__INSTRUCTIONS FOR THE TASK__
Search the data below for "RepositoryRef"; list each line that holds it.

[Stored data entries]
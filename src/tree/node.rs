//! Nested repository tree

use serde::Serialize;

#[derive(Debug, Clone, Copy, PartialEq, Eq, Serialize)]
#[serde(rename_all = "lowercase")]
pub enum NodeKind {
    Directory,
    File,
}

/// One node of the nested repository tree
///
/// Built once per scan and replaced wholesale on refresh. At every level
/// directories come before files and siblings are sorted by name.
#[derive(Debug, Clone, PartialEq, Eq, Serialize)]
pub struct TreeNode {
    /// Full slash-separated path, unique within the tree
    pub path: String,
    pub name: String,
    pub kind: NodeKind,
    #[serde(skip_serializing_if = "Option::is_none")]
    pub size: Option<u64>,
    #[serde(skip_serializing_if = "Option::is_none")]
    pub sha: Option<String>,
    #[serde(skip_serializing_if = "Vec::is_empty")]
    pub children: Vec<TreeNode>,
}

impl TreeNode {
    pub fn is_dir(&self) -> bool {
        self.kind == NodeKind::Directory
    }

    pub fn is_file(&self) -> bool {
        self.kind == NodeKind::File
    }

    /// Depth-first pre-order walk in display order
    pub fn walk(&self) -> TreeWalk<'_> {
        TreeWalk { stack: vec![self] }
    }
}

/// Depth-first iterator over a node and its descendants
pub struct TreeWalk<'a> {
    stack: Vec<&'a TreeNode>,
}

impl<'a> Iterator for TreeWalk<'a> {
    type Item = &'a TreeNode;

    fn next(&mut self) -> Option<Self::Item> {
        let node = self.stack.pop()?;
        self.stack.extend(node.children.iter().rev());
        Some(node)
    }
}

/// Walk a forest of top-level nodes in display order
pub fn walk_forest(nodes: &[TreeNode]) -> impl Iterator<Item = &TreeNode> {
    nodes.iter().flat_map(TreeNode::walk)
}

/// Number of file nodes in a forest
pub fn count_files(nodes: &[TreeNode]) -> usize {
    walk_forest(nodes).filter(|node| node.is_file()).count()
}

/// Look a node up by its full path
pub fn find_node<'a>(nodes: &'a [TreeNode], path: &str) -> Option<&'a TreeNode> {
    walk_forest(nodes).find(|node| node.path == path)
}

/// Human-readable size: `512B`, `1.5KB`, `2.0MB`
pub fn format_size(bytes: u64) -> String {
    const KB: u64 = 1024;
    const MB: u64 = 1024 * 1024;
    if bytes < KB {
        format!("{bytes}B")
    } else if bytes < MB {
        format!("{:.1}KB", bytes as f64 / KB as f64)
    } else {
        format!("{:.1}MB", bytes as f64 / MB as f64)
    }
}
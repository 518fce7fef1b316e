//! Styled terminal output
//!
//! Status lines go to stderr so that reports on stdout stay pipeable.

use console::style;

/// Output handler for consistent CLI formatting
#[derive(Debug, Clone, Copy)]
pub struct Output {
    verbose: bool,
    quiet: bool,
}

impl Output {
    pub fn new(verbose: bool, quiet: bool) -> Self {
        Self { verbose, quiet }
    }

    pub fn success(&self, message: &str) {
        if !self.quiet {
            eprintln!("{} {}", style("✔").green(), message);
        }
    }

    /// Errors are always shown, even in quiet mode
    pub fn error(&self, message: &str) {
        eprintln!("{} {}", style("✖").red(), message);
    }

    pub fn warning(&self, message: &str) {
        if !self.quiet {
            eprintln!("{} {}", style("⚠").yellow(), message);
        }
    }

    pub fn info(&self, message: &str) {
        if !self.quiet {
            eprintln!("{} {}", style("ℹ").blue(), message);
        }
    }

    /// Only shown with `-v`
    pub fn verbose(&self, message: &str) {
        if self.verbose && !self.quiet {
            eprintln!("{} {}", style("ℹ").dim(), style(message).dim());
        }
    }

    pub fn is_quiet(&self) -> bool {
        self.quiet
    }

    /// Report or listing body, always on stdout
    pub fn print(&self, body: &str) {
        print!("{body}");
        if !body.ends_with('\n') {
            println!();
        }
    }

    pub fn header(&self, title: &str) {
        println!("{}", style(title).bold().underlined());
    }
}
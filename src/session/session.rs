//! Session data, handles and the progress stream

use super::state::{ScanEvent, ScanStateMachine, ScanStatus};
use crate::error::ScanError;
use crate::github::RepositoryRef;
use crate::parallel::CancelToken;
use crate::scanner::{FileScanResult, IssueIndex, IssueSnapshot};
use crate::tree::TreeNode;
use chrono::{DateTime, Utc};
use serde::Serialize;
use std::sync::{Arc, PoisonError, RwLock, RwLockReadGuard, RwLockWriteGuard};
use tokio::sync::watch;
use uuid::Uuid;

/// One scan attempt against one repository
///
/// Only the orchestrator writes to it; consumers read snapshots.
#[derive(Debug)]
pub struct ScanSession {
    pub repository: RepositoryRef,
    pub machine: ScanStateMachine,
    /// Branch the tree was resolved against
    pub branch: Option<String>,
    pub tree: Vec<TreeNode>,
    pub index: IssueIndex,
    pub error: Option<ScanError>,
    /// Non-fatal conditions worth reporting
    pub warnings: Vec<String>,
    pub started_at: DateTime<Utc>,
    pub finished_at: Option<DateTime<Utc>>,
}

impl ScanSession {
    fn new(repository: RepositoryRef) -> Self {
        Self {
            repository,
            machine: ScanStateMachine::new(),
            branch: None,
            tree: Vec::new(),
            index: IssueIndex::new(),
            error: None,
            warnings: Vec::new(),
            started_at: Utc::now(),
            finished_at: None,
        }
    }

    pub fn status(&self) -> ScanStatus {
        self.machine.status()
    }

    pub fn progress(&self) -> ScanProgress {
        ScanProgress {
            files_scanned: self.machine.files_scanned(),
            files_total: self.machine.files_total(),
            status: self.machine.status(),
        }
    }
}

/// Progress tick delivered to subscribers
#[derive(Debug, Clone, Copy, PartialEq, Eq, Serialize)]
pub struct ScanProgress {
    pub files_scanned: usize,
    pub files_total: usize,
    pub status: ScanStatus,
}

impl Default for ScanProgress {
    fn default() -> Self {
        Self {
            files_scanned: 0,
            files_total: 0,
            status: ScanStatus::Idle,
        }
    }
}

/// Read-only copy of a session
#[derive(Debug, Clone, Serialize)]
pub struct SessionSnapshot {
    pub id: Uuid,
    pub repository: String,
    pub status: ScanStatus,
    pub files_total: usize,
    pub files_scanned: usize,
    pub branch: Option<String>,
    pub tree: Vec<TreeNode>,
    pub issues: IssueSnapshot,
    #[serde(serialize_with = "serialize_error")]
    pub error: Option<ScanError>,
    pub warnings: Vec<String>,
    pub started_at: DateTime<Utc>,
    pub finished_at: Option<DateTime<Utc>>,
}

fn serialize_error<S: serde::Serializer>(error: &Option<ScanError>, serializer: S) -> Result<S::Ok, S::Error> {
    match error {
        Some(error) => serializer.serialize_some(&error.to_string()),
        None => serializer.serialize_none(),
    }
}

/// State shared between the orchestrator's driver task and every handle
#[derive(Debug)]
pub(crate) struct SessionShared {
    id: Uuid,
    session: RwLock<ScanSession>,
    progress: watch::Sender<ScanProgress>,
    cancel: CancelToken,
}

impl SessionShared {
    pub(crate) fn new(repository: RepositoryRef) -> Arc<Self> {
        let (progress, _rx) = watch::channel(ScanProgress::default());
        Arc::new(Self {
            id: Uuid::new_v4(),
            session: RwLock::new(ScanSession::new(repository)),
            progress,
            cancel: CancelToken::new(),
        })
    }

    pub(crate) fn read(&self) -> RwLockReadGuard<'_, ScanSession> {
        self.session.read().unwrap_or_else(PoisonError::into_inner)
    }

    fn write(&self) -> RwLockWriteGuard<'_, ScanSession> {
        self.session.write().unwrap_or_else(PoisonError::into_inner)
    }

    pub(crate) fn cancel_token(&self) -> &CancelToken {
        &self.cancel
    }

    /// Mutate the session and apply `event` in one critical section
    ///
    /// Returns false, without running `update`, when the session is already
    /// terminal: late results never land after completion, failure or
    /// cancellation.
    pub(crate) fn transition<F>(&self, event: Option<ScanEvent>, update: F) -> bool
    where
        F: FnOnce(&mut ScanSession),
    {
        let progress = {
            let mut session = self.write();
            if session.status().is_terminal() {
                return false;
            }
            update(&mut session);
            if let Some(event) = event {
                session.machine.apply(event);
            }
            if session.status().is_terminal() && session.finished_at.is_none() {
                session.finished_at = Some(Utc::now());
            }
            session.progress()
        };
        self.progress.send_if_modified(|current| {
            let changed = *current != progress;
            *current = progress;
            changed
        });
        true
    }

    pub(crate) fn record_file(&self, result: FileScanResult) -> bool {
        self.transition(Some(ScanEvent::FileFinished), |session| {
            session.index.record(result);
        })
    }

    pub(crate) fn fail(&self, error: ScanError) -> bool {
        let event = match error {
            ScanError::AuthExpired => ScanEvent::AuthRejected,
            _ => ScanEvent::TreeFailed,
        };
        self.transition(Some(event), |session| session.error = Some(error))
    }

    pub(crate) fn cancel(&self) -> bool {
        self.cancel.cancel();
        self.transition(Some(ScanEvent::Cancel), |_| {})
    }

    pub(crate) fn warn(&self, warning: String) {
        tracing::warn!("{}", warning);
        self.transition(None, |session| session.warnings.push(warning));
    }
}

/// Consumer handle to one session
///
/// Cheap to clone; stays readable after the session ends.
#[derive(Debug, Clone)]
pub struct SessionHandle {
    pub(crate) shared: Arc<SessionShared>,
}

impl PartialEq for SessionHandle {
    fn eq(&self, other: &Self) -> bool {
        Arc::ptr_eq(&self.shared, &other.shared)
    }
}

impl SessionHandle {
    pub fn id(&self) -> Uuid {
        self.shared.id
    }

    pub fn repository(&self) -> RepositoryRef {
        self.shared.read().repository.clone()
    }

    pub fn status(&self) -> ScanStatus {
        self.shared.read().status()
    }

    pub fn progress(&self) -> ScanProgress {
        self.shared.read().progress()
    }

    /// Stream of progress updates; starts with the current state
    ///
    /// Updates coalesce: a consumer that falls behind skips intermediate
    /// ticks and sees the latest counts. `files_scanned` never decreases and
    /// the terminal status is always delivered.
    pub fn subscribe_progress(&self) -> ProgressStream {
        ProgressStream::new(self.shared.progress.subscribe())
    }

    /// Current issues, partial while scanning
    pub fn issue_index(&self) -> IssueSnapshot {
        self.shared.read().index.snapshot()
    }

    pub fn snapshot(&self) -> SessionSnapshot {
        let session = self.shared.read();
        SessionSnapshot {
            id: self.shared.id,
            repository: session.repository.full_name(),
            status: session.status(),
            files_total: session.machine.files_total(),
            files_scanned: session.machine.files_scanned(),
            branch: session.branch.clone(),
            tree: session.tree.clone(),
            issues: session.index.snapshot(),
            error: session.error.clone(),
            warnings: session.warnings.clone(),
            started_at: session.started_at,
            finished_at: session.finished_at,
        }
    }

    /// Stop dispatching and discard any result that arrives later
    pub fn cancel(&self) {
        if self.shared.cancel() {
            tracing::info!("Scan {} cancelled", self.shared.id);
        }
    }

    /// Wait for a terminal status and return the final snapshot
    pub async fn wait(&self) -> SessionSnapshot {
        let mut rx = self.shared.progress.subscribe();
        // The sender lives in `shared`, which this handle keeps alive
        let _ = rx.wait_for(|progress| progress.status.is_terminal()).await;
        self.snapshot()
    }
}

/// Progress updates for one session
///
/// Backed by a watch channel, so a slow consumer sees the latest state
/// rather than every tick; `files_scanned` never goes backwards. Ends after
/// the first terminal status.
#[derive(Debug)]
pub struct ProgressStream {
    rx: watch::Receiver<ScanProgress>,
    started: bool,
    finished: bool,
}

impl ProgressStream {
    fn new(rx: watch::Receiver<ScanProgress>) -> Self {
        Self {
            rx,
            started: false,
            finished: false,
        }
    }

    pub async fn next(&mut self) -> Option<ScanProgress> {
        if self.finished {
            return None;
        }
        if self.started {
            if self.rx.changed().await.is_err() {
                self.finished = true;
                return None;
            }
        } else {
            self.started = true;
        }

        let progress = *self.rx.borrow_and_update();
        if progress.status.is_terminal() {
            self.finished = true;
        }
        Some(progress)
    }
}
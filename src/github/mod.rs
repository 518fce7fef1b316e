//! Remote repository access
//!
//! [`RepoApi`] is the only seam to the network. [`GitHubClient`] implements it
//! over the GitHub REST API; tests substitute in-memory fakes.

pub mod api;
pub mod client;
pub mod error;
pub mod fetcher;

pub use api::{
    ContentResponse, EntryKind, RepoApi, RepositoryRef, TreeEntry, TreeListing,
};
pub use client::{DEFAULT_API_URL, GitHubClient};
pub use error::ApiError;
pub use fetcher::{
    ContentFetcher, FetchedContent, MAX_INLINE_CONTENT_BYTES, RetryPolicy, UnreadableReason,
    decode_content,
};
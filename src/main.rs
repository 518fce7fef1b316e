use clap::Parser;
use repoguard::cli::{Cli, Output, init_tracing};
use std::process::ExitCode;

#[tokio::main]
async fn main() -> ExitCode {
    let cli = Cli::parse();
    init_tracing(cli.verbose, cli.quiet);

    let output = Output::new(cli.verbose > 0, cli.quiet);
    match cli.run().await {
        Ok(code) => ExitCode::from(code),
        Err(err) => {
            output.error(&format!("{err:#}"));
            ExitCode::from(2)
        }
    }
}
//! Cooperative cancellation shared by a session handle and its scheduler

use std::sync::Arc;
use tokio::sync::watch;

/// Cloneable cancellation flag
///
/// Once cancelled it stays cancelled.
#[derive(Debug, Clone)]
pub struct CancelToken {
    tx: Arc<watch::Sender<bool>>,
}

impl Default for CancelToken {
    fn default() -> Self {
        Self::new()
    }
}

impl CancelToken {
    pub fn new() -> Self {
        let (tx, _rx) = watch::channel(false);
        Self { tx: Arc::new(tx) }
    }

    pub fn cancel(&self) {
        self.tx.send_replace(true);
    }

    pub fn is_cancelled(&self) -> bool {
        *self.tx.borrow()
    }

    /// Resolve when the token is cancelled
    pub async fn cancelled(&self) {
        let mut rx = self.tx.subscribe();
        // The sender lives in `self`, so this only returns once cancelled
        let _ = rx.wait_for(|cancelled| *cancelled).await;
    }
}
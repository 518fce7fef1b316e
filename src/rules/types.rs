//! Rule data model: categories, severities and compiled rules

use regex::Regex;
use serde::{Deserialize, Serialize};
use std::fmt;
use std::str::FromStr;

/// Ordinal severity of a rule (and of every issue it produces)
///
/// Ordering is `Low < Medium < High` so `max()` picks the worst one.
#[derive(Debug, Clone, Copy, PartialEq, Eq, PartialOrd, Ord, Hash, Serialize, Deserialize)]
#[serde(rename_all = "lowercase")]
pub enum Severity {
    Low,
    Medium,
    High,
}

impl Severity {
    pub const ALL: [Severity; 3] = [Severity::High, Severity::Medium, Severity::Low];

    pub fn as_str(&self) -> &'static str {
        match self {
            Severity::Low => "low",
            Severity::Medium => "medium",
            Severity::High => "high",
        }
    }
}

impl fmt::Display for Severity {
    fn fmt(&self, f: &mut fmt::Formatter<'_>) -> fmt::Result {
        f.write_str(self.as_str())
    }
}

impl FromStr for Severity {
    type Err = String;

    fn from_str(s: &str) -> Result<Self, Self::Err> {
        match s.to_ascii_lowercase().as_str() {
            "low" => Ok(Severity::Low),
            "medium" => Ok(Severity::Medium),
            "high" => Ok(Severity::High),
            other => Err(format!("unknown severity '{other}' (expected high, medium or low)")),
        }
    }
}

/// Rule grouping used for reporting and path-based exclusions
#[derive(Debug, Clone, Copy, PartialEq, Eq, PartialOrd, Ord, Hash, Serialize, Deserialize)]
#[serde(rename_all = "lowercase")]
pub enum Category {
    Secrets,
    Pii,
    Insecure,
    Review,
}

impl Category {
    pub const ALL: [Category; 4] = [
        Category::Secrets,
        Category::Pii,
        Category::Insecure,
        Category::Review,
    ];

    pub fn as_str(&self) -> &'static str {
        match self {
            Category::Secrets => "secrets",
            Category::Pii => "pii",
            Category::Insecure => "insecure",
            Category::Review => "review",
        }
    }
}

impl fmt::Display for Category {
    fn fmt(&self, f: &mut fmt::Formatter<'_>) -> fmt::Result {
        f.write_str(self.as_str())
    }
}

impl FromStr for Category {
    type Err = String;

    fn from_str(s: &str) -> Result<Self, Self::Err> {
        match s.to_ascii_lowercase().as_str() {
            "secrets" | "secret" => Ok(Category::Secrets),
            "pii" => Ok(Category::Pii),
            "insecure" => Ok(Category::Insecure),
            "review" => Ok(Category::Review),
            other => Err(format!(
                "unknown category '{other}' (expected secrets, pii, insecure or review)"
            )),
        }
    }
}

/// Uncompiled rule definition, as written in config files
#[derive(Debug, Clone, PartialEq, Eq, Serialize, Deserialize)]
pub struct RuleSpec {
    pub id: String,
    pub pattern: String,
    pub category: Category,
    pub severity: Severity,
    pub message: String,
    #[serde(default)]
    pub recommendation: String,
}

/// A compiled detection rule
#[derive(Debug, Clone)]
pub struct Rule {
    pub id: String,
    pub regex: Regex,
    pub category: Category,
    pub severity: Severity,
    pub message: String,
    pub recommendation: String,
}

impl Rule {
    pub fn pattern(&self) -> &str {
        self.regex.as_str()
    }
}

/// A single match of one rule inside one line
#[derive(Debug, Clone, Copy)]
pub struct RuleHit<'a> {
    pub rule: &'a Rule,
    pub matched: &'a str,
    /// Byte offset of the match within the line
    pub start: usize,
}

impl RuleHit<'_> {
    pub fn rule_id(&self) -> &str {
        &self.rule.id
    }
}
//! Immutable, ordered rule collection with category exclusions

use super::builtin::{builtin_rule_specs, default_secret_store_globs};
use super::types::{Category, Rule, RuleHit, RuleSpec};
use crate::error::{ScanError, ScanResult};
use globset::{Glob, GlobSet, GlobSetBuilder};
use regex::Regex;
use serde::{Deserialize, Serialize};
use std::collections::HashSet;

/// Paths whose files skip every rule of one category
#[derive(Debug, Clone, PartialEq, Eq, Serialize, Deserialize)]
pub struct ExclusionSpec {
    pub category: Category,
    pub paths: Vec<String>,
}

impl ExclusionSpec {
    /// Environment/secret-storage files are exempt from `secrets` rules
    pub fn secret_stores() -> Self {
        Self {
            category: Category::Secrets,
            paths: default_secret_store_globs(),
        }
    }
}

#[derive(Debug, Clone)]
struct CategoryExclusion {
    category: Category,
    globs: GlobSet,
}

impl CategoryExclusion {
    /// Globs are tried against both the full path and the bare file name,
    /// so `.env` matches `config/.env` as well as `.env`.
    fn matches(&self, path: &str) -> bool {
        let file_name = path.rsplit('/').next().unwrap_or(path);
        self.globs.is_match(path) || self.globs.is_match(file_name)
    }
}

/// Ordered rule collection
///
/// Built once at startup and shared read-only (`Arc<RuleSet>`) by every scan.
#[derive(Debug, Clone)]
pub struct RuleSet {
    rules: Vec<Rule>,
    exclusions: Vec<CategoryExclusion>,
}

impl RuleSet {
    /// Compile rule definitions and exclusion globs
    pub fn new(specs: Vec<RuleSpec>, exclusions: Vec<ExclusionSpec>) -> ScanResult<Self> {
        let mut seen = HashSet::new();
        let mut rules = Vec::with_capacity(specs.len());

        for spec in specs {
            if !seen.insert(spec.id.clone()) {
                return Err(ScanError::DuplicateRule(spec.id));
            }
            let regex = Regex::new(&spec.pattern).map_err(|e| ScanError::InvalidRule {
                id: spec.id.clone(),
                reason: e.to_string(),
            })?;
            rules.push(Rule {
                id: spec.id,
                regex,
                category: spec.category,
                severity: spec.severity,
                message: spec.message,
                recommendation: spec.recommendation,
            });
        }

        let exclusions = exclusions
            .into_iter()
            .map(compile_exclusion)
            .collect::<ScanResult<Vec<_>>>()?;

        Ok(Self { rules, exclusions })
    }

    /// Built-in rules with the default secret-store exclusion
    pub fn builtin() -> ScanResult<Self> {
        Self::new(builtin_rule_specs(), vec![ExclusionSpec::secret_stores()])
    }

    pub fn rules(&self) -> &[Rule] {
        &self.rules
    }

    pub fn len(&self) -> usize {
        self.rules.len()
    }

    pub fn is_empty(&self) -> bool {
        self.rules.is_empty()
    }

    pub fn get(&self, id: &str) -> Option<&Rule> {
        self.rules.iter().find(|rule| rule.id == id)
    }

    /// Categories whose rules are skipped for this path
    pub fn excluded_categories(&self, path: &str) -> Vec<Category> {
        let mut excluded: Vec<Category> = self
            .exclusions
            .iter()
            .filter(|exclusion| exclusion.matches(path))
            .map(|exclusion| exclusion.category)
            .collect();
        excluded.sort();
        excluded.dedup();
        excluded
    }

    /// Rules that apply to one file, resolved once per file
    pub fn for_path(&self, path: &str) -> PathRules<'_> {
        let excluded = self.excluded_categories(path);
        let rules = self
            .rules
            .iter()
            .filter(|rule| !excluded.contains(&rule.category))
            .collect();
        PathRules { rules }
    }

    /// Evaluate one line of a file at `path`
    ///
    /// Returns every non-overlapping match of every applicable rule, in rule
    /// order and then left to right.
    pub fn evaluate_line<'a>(&'a self, line: &'a str, path: &str) -> Vec<RuleHit<'a>> {
        self.for_path(path).evaluate_line(line)
    }
}

/// The subset of a [`RuleSet`] active for one path
#[derive(Debug, Clone)]
pub struct PathRules<'a> {
    rules: Vec<&'a Rule>,
}

impl<'a> PathRules<'a> {
    pub fn evaluate_line<'l>(&self, line: &'l str) -> Vec<RuleHit<'l>>
    where
        'a: 'l,
    {
        let mut hits = Vec::new();
        for &rule in &self.rules {
            for found in rule.regex.find_iter(line) {
                hits.push(RuleHit {
                    rule,
                    matched: found.as_str(),
                    start: found.start(),
                });
            }
        }
        hits
    }

    pub fn len(&self) -> usize {
        self.rules.len()
    }

    pub fn is_empty(&self) -> bool {
        self.rules.is_empty()
    }
}

fn compile_exclusion(spec: ExclusionSpec) -> ScanResult<CategoryExclusion> {
    let mut builder = GlobSetBuilder::new();
    for pattern in &spec.paths {
        let glob = Glob::new(pattern).map_err(|e| {
            ScanError::Config(format!("invalid exclusion glob '{pattern}': {e}"))
        })?;
        builder.add(glob);
    }
    let globs = builder
        .build()
        .map_err(|e| ScanError::Config(format!("invalid exclusion globs: {e}")))?;
    Ok(CategoryExclusion {
        category: spec.category,
        globs,
    })
}
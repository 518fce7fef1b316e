use super::RepoguardConfig;
use anyhow::{Context, Result};
use figment::{
    Figment,
    providers::{Env, Format, Json, Toml, Yaml},
};
use std::path::{Path, PathBuf};

// Embed the default config at compile time
const DEFAULT_CONFIG: &str = include_str!("../../default-config.toml");

/// Prefix for environment overrides; `__` separates nested keys
pub const ENV_PREFIX: &str = "REPOGUARD_";

/// Repository-local config file names, in merge order
const LOCAL_CONFIG_FILES: &[&str] = &["repoguard.toml", "repoguard.json", "repoguard.yaml", "repoguard.yml"];

impl RepoguardConfig {
    /// Load the layered configuration
    ///
    /// An explicit file sits above user and repository files; environment
    /// variables always win.
    pub fn load_with_custom_config(custom_config: Option<&Path>) -> Result<Self> {
        if let Some(path) = custom_config {
            if !path.exists() {
                anyhow::bail!("Config file not found: {}", path.display());
            }
        }
        let config: RepoguardConfig = Self::figment(custom_config)
            .extract()
            .context("Failed to parse configuration")?;
        tracing::debug!("Configuration loaded");
        Ok(config)
    }

    /// The merged provider stack, without extraction
    pub fn figment(custom_config: Option<&Path>) -> Figment {
        let mut figment = Figment::new().merge(Toml::string(DEFAULT_CONFIG));

        if let Some(user) = Self::user_config_path() {
            figment = figment
                .merge(Toml::file(&user))
                .merge(Json::file(user.with_extension("json")))
                .merge(Yaml::file(user.with_extension("yaml")));
        }

        for name in LOCAL_CONFIG_FILES {
            figment = match Path::new(name).extension().and_then(|e| e.to_str()) {
                Some("toml") => figment.merge(Toml::file(name)),
                Some("json") => figment.merge(Json::file(name)),
                _ => figment.merge(Yaml::file(name)),
            };
        }

        if let Some(path) = custom_config {
            figment = match path.extension().and_then(|e| e.to_str()) {
                Some("json") => figment.merge(Json::file(path)),
                Some("yaml") | Some("yml") => figment.merge(Yaml::file(path)),
                _ => figment.merge(Toml::file(path)),
            };
        }

        figment.merge(Env::prefixed(ENV_PREFIX).split("__"))
    }

    fn user_config_path() -> Option<PathBuf> {
        std::env::var_os("HOME")
            .map(|home| PathBuf::from(home).join(".config").join("repoguard").join("config.toml"))
    }
}
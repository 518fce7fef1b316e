pub mod config;
pub mod rules;
pub mod scan;
pub mod tree;

use crate::cli::RemoteArgs;
use crate::config::RepoguardConfig;
use crate::github::{GitHubClient, RepositoryRef};
use anyhow::{Context, Result};

/// Repository reference from positional and flag arguments
///
/// A token on the command line (or `GITHUB_TOKEN`) wins over the configured one.
pub(crate) fn repository_ref(args: &RemoteArgs, config: &RepoguardConfig) -> Result<RepositoryRef> {
    let repository = RepositoryRef::parse(&args.repository).with_context(|| {
        format!(
            "Invalid repository '{}'; expected owner/name or a GitHub URL",
            args.repository
        )
    })?;
    let token = args.token.clone().or_else(|| config.github.token.clone());
    Ok(repository.with_branches(args.branches.clone()).with_token(token))
}

pub(crate) fn github_client(config: &RepoguardConfig) -> Result<GitHubClient> {
    GitHubClient::new(&config.github.api_url, &config.github.user_agent)
        .context("Failed to create GitHub client")
}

__RESULT BELOW__
use crate::github::RepositoryRef;
    pub repository: RepositoryRef,
    fn new(repository: RepositoryRef) -> Self {
    pub(crate) fn new(repository: RepositoryRef) -> Arc<Self> {
    pub fn repository(&self) -> RepositoryRef {
    ContentResponse, EntryKind, RepoApi, RepositoryRef, TreeEntry, TreeListing,
use crate::github::{GitHubClient, RepositoryRef};
pub(crate) fn repository_ref(args: &RemoteArgs, config: &RepoguardConfig) -> Result<RepositoryRef> {
    let repository = RepositoryRef::parse(&args.repository).with_context(|| {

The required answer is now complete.